Ask most analysts and they will tell you that the Australian dollar will trade down in the mid to high 60’s in 2016. That weakening trend has been the conventional view over the past year as forex traders have continued to sell the Australian dollar on the back of falling commodity prices and crashing terms of trade.
So far though the Aussie has resisted the most dire forecasts of its demise with a post-GFC low of 0.6893 in September this year. That was at a time when stock markets were in a funk and investor sentiment was at its lows.
But since then the bears have been frustrated as the Australian dollar has remained “sticky” above 70 cents, as Rob Rennie Westpac’s global head of market strategy puts it.

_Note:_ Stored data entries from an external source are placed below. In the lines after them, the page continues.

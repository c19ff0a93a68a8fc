//! Interactive runtime for the bikeshare explorer.
//!
//! Owns the prompt loop, raw-row pagination and the session state machine
//! that ties loading, filtering and reporting together.

pub mod browser;
pub mod prompt;
pub mod session;

pub use bikeshare_core as core;
pub use bikeshare_data as data;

One of the reasons Rennie gave earlier this month for the stickiness was that “back in September, when the A$ last traded below 0.70, the speculative community was running significant shorts. However, since then that community appears to have stepped back, adding to demand.”

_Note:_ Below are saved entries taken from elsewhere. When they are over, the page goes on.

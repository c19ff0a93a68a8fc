use chrono::{Month, NaiveDate, NaiveDateTime, Weekday};
use tracing::debug;

use crate::error::{BikeshareError, Result};

const SECONDS_PER_MINUTE: u64 = 60;
const SECONDS_PER_HOUR: u64 = 3_600;
const SECONDS_PER_DAY: u64 = 86_400;

// ── Timestamp parsing ─────────────────────────────────────────────────────────

/// Parse a trip start/end timestamp.
///
/// The published datasets use local wall-clock time without an offset, e.g.
/// `"2017-01-01 09:07:57"`. A fractional-seconds suffix and the ISO `T`
/// separator are accepted as well; a bare date maps to midnight.
pub fn parse_timestamp(s: &str) -> Result<NaiveDateTime> {
    let trimmed = s.trim();
    if trimmed.is_empty() {
        return Err(BikeshareError::TimestampParse(s.to_string()));
    }

    const FORMATS: &[&str] = &[
        "%Y-%m-%d %H:%M:%S",
        "%Y-%m-%d %H:%M:%S%.f",
        "%Y-%m-%dT%H:%M:%S",
        "%Y-%m-%dT%H:%M:%S%.f",
        "%Y-%m-%d %H:%M",
    ];
    for fmt in FORMATS {
        if let Ok(dt) = NaiveDateTime::parse_from_str(trimmed, fmt) {
            return Ok(dt);
        }
    }

    if let Some(dt) = NaiveDate::parse_from_str(trimmed, "%Y-%m-%d")
        .ok()
        .and_then(|d| d.and_hms_opt(0, 0, 0))
    {
        return Ok(dt);
    }

    debug!("could not parse timestamp \"{}\"", trimmed);
    Err(BikeshareError::TimestampParse(trimmed.to_string()))
}

// ── Calendar names ────────────────────────────────────────────────────────────

/// Full English name of a 1-based month, e.g. `3` → `"March"`.
pub fn month_name(month: u32) -> Option<&'static str> {
    let month = u8::try_from(month).ok()?;
    Month::try_from(month).ok().map(|m| m.name())
}

/// Full capitalised English weekday name, e.g. `"Monday"`.
pub fn weekday_name(day: Weekday) -> &'static str {
    match day {
        Weekday::Mon => "Monday",
        Weekday::Tue => "Tuesday",
        Weekday::Wed => "Wednesday",
        Weekday::Thu => "Thursday",
        Weekday::Fri => "Friday",
        Weekday::Sat => "Saturday",
        Weekday::Sun => "Sunday",
    }
}

/// Inverse of [`weekday_name`], case-insensitive. Abbreviations are rejected.
pub fn parse_weekday_name(s: &str) -> Option<Weekday> {
    const WEEK: [Weekday; 7] = [
        Weekday::Mon,
        Weekday::Tue,
        Weekday::Wed,
        Weekday::Thu,
        Weekday::Fri,
        Weekday::Sat,
        Weekday::Sun,
    ];
    let wanted = s.trim();
    WEEK.into_iter()
        .find(|d| weekday_name(*d).eq_ignore_ascii_case(wanted))
}

// ── Duration decomposition ────────────────────────────────────────────────────

/// A non-negative number of seconds split into days, hours, minutes and
/// seconds with exact integer arithmetic.
#[derive(Debug, Clone, Copy, PartialEq, Eq, Default)]
pub struct DayClock {
    pub days: u64,
    pub hours: u64,
    pub minutes: u64,
    pub seconds: u64,
}

impl DayClock {
    pub fn from_seconds(total: u64) -> Self {
        let (days, rem) = (total / SECONDS_PER_DAY, total % SECONDS_PER_DAY);
        let (hours, rem) = (rem / SECONDS_PER_HOUR, rem % SECONDS_PER_HOUR);
        let (minutes, seconds) = (rem / SECONDS_PER_MINUTE, rem % SECONDS_PER_MINUTE);
        Self {
            days,
            hours,
            minutes,
            seconds,
        }
    }

    pub fn total_seconds(&self) -> u64 {
        self.days * SECONDS_PER_DAY
            + self.hours * SECONDS_PER_HOUR
            + self.minutes * SECONDS_PER_MINUTE
            + self.seconds
    }
}

/// A number of seconds split into hours, minutes and seconds. Hours are not
/// wrapped into days.
#[derive(Debug, Clone, Copy, PartialEq, Eq, Default)]
pub struct HourClock {
    pub hours: u64,
    pub minutes: u64,
    pub seconds: u64,
}

impl HourClock {
    pub fn from_seconds(total: u64) -> Self {
        let (hours, rem) = (total / SECONDS_PER_HOUR, total % SECONDS_PER_HOUR);
        Self {
            hours,
            minutes: rem / SECONDS_PER_MINUTE,
            seconds: rem % SECONDS_PER_MINUTE,
        }
    }

    /// Decompose a fractional second count, truncating the fraction.
    /// Negative and non-finite inputs clamp to zero.
    pub fn from_fractional_seconds(total: f64) -> Self {
        if !total.is_finite() || total <= 0.0 {
            return Self::default();
        }
        Self::from_seconds(total.trunc() as u64)
    }
}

So it’s worth noting that the latest positioning data for these speculative traders, released by the Commodity Futures Trading Commission in the US on Friday night, shows that speculative accounts were long the Aussie dollar for the first time since September 2014.

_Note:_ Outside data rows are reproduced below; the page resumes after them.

//! The four statistics reporters.
//!
//! Each reporter is a pure function of a [`FilteredTable`]. An empty table
//! yields `None` / empty figures rather than an error so the caller can print
//! "No data available".

use std::fmt;

use bikeshare_core::models::{City, OptionalColumn, Presence};
use bikeshare_core::time_utils::{month_name, DayClock, HourClock};
use chrono::Weekday;

use crate::aggregator::{FrequencyTable, Mode};
use crate::filter::FilteredTable;

/// How many (start, end) pairs the popularity report ranks.
pub const TOP_TRIPS: usize = 5;

// ── Time of travel ────────────────────────────────────────────────────────────

#[derive(Debug, Clone, PartialEq, Eq)]
pub struct TimeStats {
    /// 1-based month.
    pub month: Option<Mode<u32>>,
    pub weekday: Option<Mode<Weekday>>,
    pub hour: Option<Mode<u32>>,
}

impl TimeStats {
    /// Name of the most common month, e.g. `"January"`.
    pub fn month_name(&self) -> Option<&'static str> {
        self.month.as_ref().and_then(|m| month_name(m.value))
    }
}

/// Most frequent month, weekday and start hour.
pub fn time_stats(table: &FilteredTable<'_>) -> TimeStats {
    let mut months = FrequencyTable::new();
    let mut weekdays = FrequencyTable::new();
    let mut hours = FrequencyTable::new();

    for trip in table.iter() {
        let cal = trip.calendar();
        months.add(cal.month);
        weekdays.add(cal.weekday);
        hours.add(cal.hour);
    }

    TimeStats {
        month: months.mode(),
        weekday: weekdays.mode(),
        hour: hours.mode(),
    }
}

// ── Station / trip popularity ─────────────────────────────────────────────────

/// A (start station, end station) combination.
#[derive(Debug, Clone, PartialEq, Eq, Hash)]
pub struct TripPair {
    pub start: String,
    pub end: String,
}

impl fmt::Display for TripPair {
    fn fmt(&self, f: &mut fmt::Formatter<'_>) -> fmt::Result {
        write!(f, "{} to {}", self.start, self.end)
    }
}

#[derive(Debug, Clone, PartialEq, Eq)]
pub struct StationStats {
    pub start_station: Option<Mode<String>>,
    pub end_station: Option<Mode<String>>,
    pub popular_trip: Option<Mode<TripPair>>,
    /// Up to [`TOP_TRIPS`] pairs, highest count first.
    pub top_trips: Vec<(TripPair, u64)>,
}

/// Most popular start station, end station and trip.
pub fn station_stats(table: &FilteredTable<'_>) -> StationStats {
    let mut starts: FrequencyTable<&str> = FrequencyTable::new();
    let mut ends: FrequencyTable<&str> = FrequencyTable::new();
    let mut pairs: FrequencyTable<(&str, &str)> = FrequencyTable::new();

    for trip in table.iter() {
        starts.add(trip.start_station.as_str());
        ends.add(trip.end_station.as_str());
        pairs.add((trip.start_station.as_str(), trip.end_station.as_str()));
    }

    let to_pair = |(start, end): (&str, &str)| TripPair {
        start: start.to_string(),
        end: end.to_string(),
    };

    StationStats {
        start_station: starts.mode().map(|m| m.map(str::to_string)),
        end_station: ends.mode().map(|m| m.map(str::to_string)),
        popular_trip: pairs.mode().map(|m| m.map(to_pair)),
        top_trips: pairs
            .top(TOP_TRIPS)
            .into_iter()
            .map(|(pair, count)| (to_pair(pair), count))
            .collect(),
    }
}

// ── Trip duration ─────────────────────────────────────────────────────────────

#[derive(Debug, Clone, Copy, PartialEq)]
pub struct DurationStats {
    pub trip_count: u64,
    /// Exact sum in whole seconds.
    pub total_seconds: u64,
}

impl DurationStats {
    pub fn is_empty(&self) -> bool {
        self.trip_count == 0
    }

    /// Total riding time; `None` when there were no trips.
    pub fn total(&self) -> Option<DayClock> {
        (!self.is_empty()).then(|| DayClock::from_seconds(self.total_seconds))
    }

    pub fn mean_seconds(&self) -> Option<f64> {
        (!self.is_empty()).then(|| self.total_seconds as f64 / self.trip_count as f64)
    }

    /// Mean trip time with fractional seconds truncated.
    pub fn mean(&self) -> Option<HourClock> {
        (!self.is_empty()).then(|| HourClock::from_seconds(self.total_seconds / self.trip_count))
    }
}

/// Sum and mean of trip durations.
pub fn duration_stats(table: &FilteredTable<'_>) -> DurationStats {
    DurationStats {
        trip_count: table.len() as u64,
        total_seconds: table
            .iter()
            .fold(0u64, |acc, t| acc.saturating_add(t.trip_duration)),
    }
}

// ── User demographics ─────────────────────────────────────────────────────────

#[derive(Debug, Clone, PartialEq, Eq)]
pub struct GenderBreakdown {
    pub counts: Vec<(String, u64)>,
    /// Rows with no gender recorded.
    pub missing: u64,
}

#[derive(Debug, Clone, Copy, PartialEq, Eq)]
pub struct BirthYearStats {
    pub earliest: i32,
    pub most_recent: i32,
    pub most_common: i32,
}

#[derive(Debug, Clone, PartialEq, Eq)]
pub struct UserStats {
    pub city: City,
    /// Count per user type, highest first.
    pub user_types: Vec<(String, u64)>,
    pub missing_user_type: u64,
    pub gender: Presence<GenderBreakdown>,
    /// `Present(None)` when the column exists but holds no values.
    pub birth_year: Presence<Option<BirthYearStats>>,
}

/// User-type, gender and birth-year statistics. Columns the city does not
/// publish come back as [`Presence::Absent`].
pub fn user_stats(table: &FilteredTable<'_>, city: City) -> UserStats {
    let mut user_types: FrequencyTable<&str> = FrequencyTable::new();
    let mut missing_user_type = 0u64;
    for trip in table.iter() {
        match trip.user_type.as_deref() {
            Some(t) => user_types.add(t),
            None => missing_user_type += 1,
        }
    }

    let gender = table
        .schema()
        .presence(OptionalColumn::Gender)
        .map(|_| gender_breakdown(table));

    let birth_year = table
        .schema()
        .presence(OptionalColumn::BirthYear)
        .map(|_| birth_year_stats(table));

    UserStats {
        city,
        user_types: owned(user_types.ranked()),
        missing_user_type,
        gender,
        birth_year,
    }
}

fn gender_breakdown(table: &FilteredTable<'_>) -> GenderBreakdown {
    let mut genders: FrequencyTable<&str> = FrequencyTable::new();
    let mut missing = 0u64;
    for trip in table.iter() {
        match trip.gender.as_deref() {
            Some(g) => genders.add(g),
            None => missing += 1,
        }
    }
    GenderBreakdown {
        counts: owned(genders.ranked()),
        missing,
    }
}

fn birth_year_stats(table: &FilteredTable<'_>) -> Option<BirthYearStats> {
    let known: Vec<i32> = table.iter().filter_map(|t| t.birth_year).collect();
    let most_common = known.iter().copied().collect::<FrequencyTable<i32>>().mode()?.value;
    Some(BirthYearStats {
        earliest: *known.iter().min()?,
        most_recent: *known.iter().max()?,
        most_common,
    })
}

fn owned(ranked: Vec<(&str, u64)>) -> Vec<(String, u64)> {
    ranked
        .into_iter()
        .map(|(k, n)| (k.to_string(), n))
        .collect()
}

CFTC data shows specs net long AUD for first time since Sep 2014, at 15/12 close. Suspect this will be short-lived pic.twitter.com/GTHqo16yuN
— Sean Callow (@seandcallow) December 20, 2015
Clearly Westpac’s currency strategist Sean Callow thinks this is only a transitory phenomenon before the selling begins anew. That’s a fair bet given the data was for positions as at the 15th of December, pre-FOMC meeting and when the Aussie dollar was closer to 73 cents. So he’s likely to be right.
This switch to a net long position could be the high water mark for the Aussie and forex punters who may go short – sell Aussie – again looking for lower levels. But as Rob Rennie told Business Insider Friday, the Australian dollar is likely to frustrate the bears again in 2016.